During Hubble’s last servicing mission in 2009, this great orbital observatory was equipped with new instruments able to – in just the right geometries – study the atmospheres of exoplanets.
A world with just the right alignment – WASP-121 b – was discovered in 2015 and then observed by Hubble in 2016, 2018, and 2019. Snuggled up next to its star, which is just a bit larger and warmer than our own Sun, Wasp-121 b orbits and experiences its own version of a year every thirty hours.

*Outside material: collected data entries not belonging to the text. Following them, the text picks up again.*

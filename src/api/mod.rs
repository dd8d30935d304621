//! HTTP client for the chat backend.

mod chats;
mod messages;
mod service;

use reqwest::header::{HeaderMap, HeaderValue, COOKIE};
use reqwest::{Response, StatusCode};
use serde::de::DeserializeOwned;

use crate::errors::{AppError, AppResult};
use crate::models::ErrorBody;
use crate::stream::CompletionStreamClient;

#[derive(Debug, Clone)]
pub struct ApiClient {
    http: reqwest::Client,
    base_uri: String,
}

impl ApiClient {
    /// Builds a client for `base_uri`. The session cookie, when given, is
    /// sent with every request.
    pub fn new(base_uri: impl Into<String>, session_cookie: Option<&str>) -> AppResult<Self> {
        let mut headers = HeaderMap::new();
        if let Some(cookie) = session_cookie {
            let value = HeaderValue::from_str(cookie)
                .map_err(|_| AppError::Config("session cookie is not a valid header value".into()))?;
            headers.insert(COOKIE, value);
        }
        let http = reqwest::Client::builder().default_headers(headers).build()?;
        Ok(Self::from_parts(http, base_uri))
    }

    pub fn from_parts(http: reqwest::Client, base_uri: impl Into<String>) -> Self {
        let base_uri = base_uri.into().trim_end_matches('/').to_string();
        Self { http, base_uri }
    }

    pub fn http(&self) -> &reqwest::Client {
        &self.http
    }

    pub fn base_uri(&self) -> &str {
        &self.base_uri
    }

    /// URL of the event stream carrying the reply for `stream_id`.
    pub fn stream_url(&self, stream_id: &str) -> String {
        self.url(&format!("/completions/prompt/sse/{stream_id}"))
    }

    /// A stream client sharing this client's connection pool and headers.
    pub fn stream_client(&self) -> CompletionStreamClient {
        CompletionStreamClient::new(self.http.clone(), self.base_uri.clone())
    }

    fn url(&self, path: &str) -> String {
        format!("{}{path}", self.base_uri)
    }
}

/// Maps a failing response body to an error, preferring the backend's
/// `{ "error": ... }` message.
fn error_from_body(status: StatusCode, body: &str) -> AppError {
    match serde_json::from_str::<ErrorBody>(body) {
        Ok(ErrorBody { error }) => AppError::Backend { message: error },
        Err(_) => AppError::BackendStatus {
            status: status.as_u16(),
            message: if body.trim().is_empty() {
                status.canonical_reason().unwrap_or("unknown").to_string()
            } else {
                body.trim().to_string()
            },
        },
    }
}

async fn read_json<T: DeserializeOwned>(response: Response, what: &'static str) -> AppResult<T> {
    let status = response.status();
    let body = response.text().await?;
    if !status.is_success() {
        return Err(error_from_body(status, &body));
    }
    serde_json::from_str(&body).map_err(|e| AppError::decode(what, e))
}

async fn expect_success(response: Response) -> AppResult<()> {
    let status = response.status();
    if status.is_success() {
        return Ok(());
    }
    let body = response.text().await.unwrap_or_default();
    Err(error_from_body(status, &body))
}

According to principal investigator Quentin Changeat, “Our dataset represents a significant amount of observing time for a single planet and is currently the only consistent set of such repeated observations. The information that we extracted from those observations was used to characterize (infer the chemistry, temperature, and clouds) the atmosphere of WASP-121 b at different times. This provided us with an exquisite picture of the planet, changing in time.”
Specifically, the team was able to observe a shift in the position of the exoplanet’s hot spot, changes in the atmosphere’s composition, and evidence the world has quasi-periodic weather patterns. Just like terrestrial meteorologists, the team was able to build weather models that describe how this alien atmosphere works and evolves. Changeat puts this into context, explaining, “Weather on Earth is responsible for many aspects of our life, and in fact, the long-term stability of Earth’s climate and its weather is likely the reason why life could emerge in the first place. Studying exoplanets’ weather is vital to understanding the complexity of exoplanet atmospheres, especially in our search for exoplanets with habitable conditions.”
While we can’t yet travel beyond our solar system’s outermost regions, we can dream, and dreaming gets all the more exciting when we have details describing what actually exists.